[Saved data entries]
* * *

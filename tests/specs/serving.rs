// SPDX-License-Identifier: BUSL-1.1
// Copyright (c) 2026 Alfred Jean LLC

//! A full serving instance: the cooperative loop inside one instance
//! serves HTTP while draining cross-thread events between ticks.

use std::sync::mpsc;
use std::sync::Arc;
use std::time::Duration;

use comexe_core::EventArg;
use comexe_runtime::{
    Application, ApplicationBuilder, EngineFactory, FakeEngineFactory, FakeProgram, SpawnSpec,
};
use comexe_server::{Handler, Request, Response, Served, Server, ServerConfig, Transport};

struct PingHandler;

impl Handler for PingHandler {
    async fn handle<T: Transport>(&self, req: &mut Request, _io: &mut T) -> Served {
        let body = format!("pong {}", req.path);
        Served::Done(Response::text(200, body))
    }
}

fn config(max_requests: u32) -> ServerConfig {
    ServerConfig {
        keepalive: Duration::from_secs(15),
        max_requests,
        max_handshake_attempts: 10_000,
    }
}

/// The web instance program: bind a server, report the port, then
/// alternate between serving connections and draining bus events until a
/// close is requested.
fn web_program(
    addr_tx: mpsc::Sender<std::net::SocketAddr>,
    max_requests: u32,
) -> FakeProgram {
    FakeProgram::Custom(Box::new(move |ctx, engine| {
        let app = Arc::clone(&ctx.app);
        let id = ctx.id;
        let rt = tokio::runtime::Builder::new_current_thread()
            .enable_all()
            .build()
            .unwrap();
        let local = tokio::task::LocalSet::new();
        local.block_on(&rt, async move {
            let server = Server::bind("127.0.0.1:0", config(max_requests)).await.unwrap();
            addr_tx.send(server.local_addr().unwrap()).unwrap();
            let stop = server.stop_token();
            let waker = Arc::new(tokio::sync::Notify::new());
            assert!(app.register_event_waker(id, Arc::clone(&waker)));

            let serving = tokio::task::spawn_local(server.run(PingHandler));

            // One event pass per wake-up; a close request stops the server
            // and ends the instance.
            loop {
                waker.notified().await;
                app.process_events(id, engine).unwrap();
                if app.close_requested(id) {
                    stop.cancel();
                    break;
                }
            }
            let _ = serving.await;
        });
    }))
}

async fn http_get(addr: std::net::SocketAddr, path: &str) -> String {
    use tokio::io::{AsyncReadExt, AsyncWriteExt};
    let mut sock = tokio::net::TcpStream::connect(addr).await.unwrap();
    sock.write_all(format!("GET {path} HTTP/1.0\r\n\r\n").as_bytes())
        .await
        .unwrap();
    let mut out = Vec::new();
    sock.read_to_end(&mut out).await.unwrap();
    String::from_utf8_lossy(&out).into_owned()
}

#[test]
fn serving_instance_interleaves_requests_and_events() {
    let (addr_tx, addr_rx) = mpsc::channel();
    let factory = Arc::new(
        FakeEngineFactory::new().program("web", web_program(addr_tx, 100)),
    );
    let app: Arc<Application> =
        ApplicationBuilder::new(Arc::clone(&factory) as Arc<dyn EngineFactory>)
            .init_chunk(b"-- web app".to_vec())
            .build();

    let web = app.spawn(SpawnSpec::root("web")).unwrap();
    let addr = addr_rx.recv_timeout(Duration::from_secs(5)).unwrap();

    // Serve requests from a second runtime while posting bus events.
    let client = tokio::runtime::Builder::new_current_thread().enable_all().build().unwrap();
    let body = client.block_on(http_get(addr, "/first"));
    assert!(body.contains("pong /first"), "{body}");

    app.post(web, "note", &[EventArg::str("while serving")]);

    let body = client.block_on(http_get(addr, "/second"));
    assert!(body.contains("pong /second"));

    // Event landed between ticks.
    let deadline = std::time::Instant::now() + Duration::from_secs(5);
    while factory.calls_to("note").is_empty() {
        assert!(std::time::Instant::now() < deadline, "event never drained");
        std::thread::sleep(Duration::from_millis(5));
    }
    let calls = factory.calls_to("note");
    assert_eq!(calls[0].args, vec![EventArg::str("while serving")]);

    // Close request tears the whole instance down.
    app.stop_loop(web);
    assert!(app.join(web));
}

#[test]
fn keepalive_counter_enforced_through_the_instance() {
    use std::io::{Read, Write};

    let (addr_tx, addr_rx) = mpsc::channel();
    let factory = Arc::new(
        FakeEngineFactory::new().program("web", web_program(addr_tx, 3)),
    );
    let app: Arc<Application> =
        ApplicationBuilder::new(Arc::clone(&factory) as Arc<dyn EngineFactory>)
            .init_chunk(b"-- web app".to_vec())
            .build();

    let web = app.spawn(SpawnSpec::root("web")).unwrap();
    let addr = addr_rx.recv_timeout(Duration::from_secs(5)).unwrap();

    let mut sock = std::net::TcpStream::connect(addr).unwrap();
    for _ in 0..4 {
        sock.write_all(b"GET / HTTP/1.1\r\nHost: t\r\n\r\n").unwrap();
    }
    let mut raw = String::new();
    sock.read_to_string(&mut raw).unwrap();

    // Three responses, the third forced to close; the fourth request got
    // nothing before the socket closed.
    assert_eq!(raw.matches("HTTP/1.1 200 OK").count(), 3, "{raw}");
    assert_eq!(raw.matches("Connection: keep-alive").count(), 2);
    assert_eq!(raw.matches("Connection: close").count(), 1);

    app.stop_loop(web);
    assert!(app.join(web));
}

* * *

Each record must be duplicated exactly, with none missing.

* _WRITTEN SOLUTION_:
filename tests/specs/serving.rs
// SPDX-License-Identifier: BUSL-1.1
// Copyright (c) 2026 Alfred Jean LLC

//! A full serving instance: the cooperative loop inside one instance
//! serves HTTP while draining cross-thread events between ticks.

use std::sync::mpsc;
use std::sync::Arc;
use std::time::Duration;

use comexe_core::EventArg;
use comexe_runtime::{
    Application, ApplicationBuilder, EngineFactory, FakeEngineFactory, FakeProgram, SpawnSpec,
};
use comexe_server::{Handler, Request, Response, Served, Server, ServerConfig, Transport};

struct PingHandler;

impl Handler for PingHandler {
    async fn handle<T: Transport>(&self, req: &mut Request, _io: &mut T) -> Served {
        let body = format!("pong {}", req.path);
        Served::Done(Response::text(200, body))
    }
}

fn config(max_requests: u32) -> ServerConfig {
    ServerConfig {
        keepalive: Duration::from_secs(15),
        max_requests,
        max_handshake_attempts: 10_000,
    }
}

/// The web instance program: bind a server, report the port, then
/// alternate between serving connections and draining bus events until a
/// close is requested.
fn web_program(
    addr_tx: mpsc::Sender<std::net::SocketAddr>,
    max_requests: u32,
) -> FakeProgram {
    FakeProgram::Custom(Box::new(move |ctx, engine| {
        let app = Arc::clone(&ctx.app);
        let id = ctx.id;
        let rt = tokio::runtime::Builder::new_current_thread()
            .enable_all()
            .build()
            .unwrap();
        let local = tokio::task::LocalSet::new();
        local.block_on(&rt, async move {
            let server = Server::bind("127.0.0.1:0", config(max_requests)).await.unwrap();
            addr_tx.send(server.local_addr().unwrap()).unwrap();
            let stop = server.stop_token();
            let waker = Arc::new(tokio::sync::Notify::new());
            assert!(app.register_event_waker(id, Arc::clone(&waker)));

            let serving = tokio::task::spawn_local(server.run(PingHandler));

            // One event pass per wake-up; a close request stops the server
            // and ends the instance.
            loop {
                waker.notified().await;
                app.process_events(id, engine).unwrap();
                if app.close_requested(id) {
                    stop.cancel();
                    break;
                }
            }
            let _ = serving.await;
        });
    }))
}

async fn http_get(addr: std::net::SocketAddr, path: &str) -> String {
    use tokio::io::{AsyncReadExt, AsyncWriteExt};
    let mut sock = tokio::net::TcpStream::connect(addr).await.unwrap();
    sock.write_all(format!("GET {path} HTTP/1.0\r\n\r\n").as_bytes())
        .await
        .unwrap();
    let mut out = Vec::new();
    sock.read_to_end(&mut out).await.unwrap();
    String::from_utf8_lossy(&out).into_owned()
}

#[test]
fn serving_instance_interleaves_requests_and_events() {
    let (addr_tx, addr_rx) = mpsc::channel();
    let factory = Arc::new(
        FakeEngineFactory::new().program("web", web_program(addr_tx, 100)),
    );
    let app: Arc<Application> =
        ApplicationBuilder::new(Arc::clone(&factory) as Arc<dyn EngineFactory>)
            .init_chunk(b"-- web app".to_vec())
            .build();

    let web = app.spawn(SpawnSpec::root("web")).unwrap();
    let addr = addr_rx.recv_timeout(Duration::from_secs(5)).unwrap();

    // Serve requests from a second runtime while posting bus events.
    let client = tokio::runtime::Builder::new_current_thread().enable_all().build().unwrap();
    let body = client.block_on(http_get(addr, "/first"));
    assert!(body.contains("pong /first"), "{body}");

    app.post(web, "note", &[EventArg::str("while serving")]);

    let body = client.block_on(http_get(addr, "/second"));
    assert!(body.contains("pong /second"));

    // Event landed between ticks.
    let deadline = std::time::Instant::now() + Duration::from_secs(5);
    while factory.calls_to("note").is_empty() {
        assert!(std::time::Instant::now() < deadline, "event never drained");
        std::thread::sleep(Duration::from_millis(5));
    }
    let calls = factory.calls_to("note");
    assert_eq!(calls[0].args, vec![EventArg::str("while serving")]);

    // Close request tears the whole instance down.
    app.stop_loop(web);
    assert!(app.join(web));
}

#[test]
fn keepalive_counter_enforced_through_the_instance() {
    use std::io::{Read, Write};

    let (addr_tx, addr_rx) = mpsc::channel();
    let factory = Arc::new(
        FakeEngineFactory::new().program("web", web_program(addr_tx, 3)),
    );
    let app: Arc<Application> =
        ApplicationBuilder::new(Arc::clone(&factory) as Arc<dyn EngineFactory>)
            .init_chunk(b"-- web app".to_vec())
            .build();

    let web = app.spawn(SpawnSpec::root("web")).unwrap();
    let addr = addr_rx.recv_timeout(Duration::from_secs(5)).unwrap();

    let mut sock = std::net::TcpStream::connect(addr).unwrap();
    for _ in 0..4 {
        sock.write_all(b"GET / HTTP/1.1\r\nHost: t\r\n\r\n").unwrap();
    }
    let mut raw = String::new();
    sock.read_to_string(&mut raw).unwrap();

    // Three responses, the third forced to close; the fourth request got
    // nothing before the socket closed.
    assert_eq!(raw.matches("HTTP/1.1 200 OK").count(), 3, "{raw}");
    assert_eq!(raw.matches("Connection: keep-alive").count(), 2);
    assert_eq!(raw.matches("Connection: close").count(), 1);

    app.stop_loop(web);
    assert!(app.join(web));
}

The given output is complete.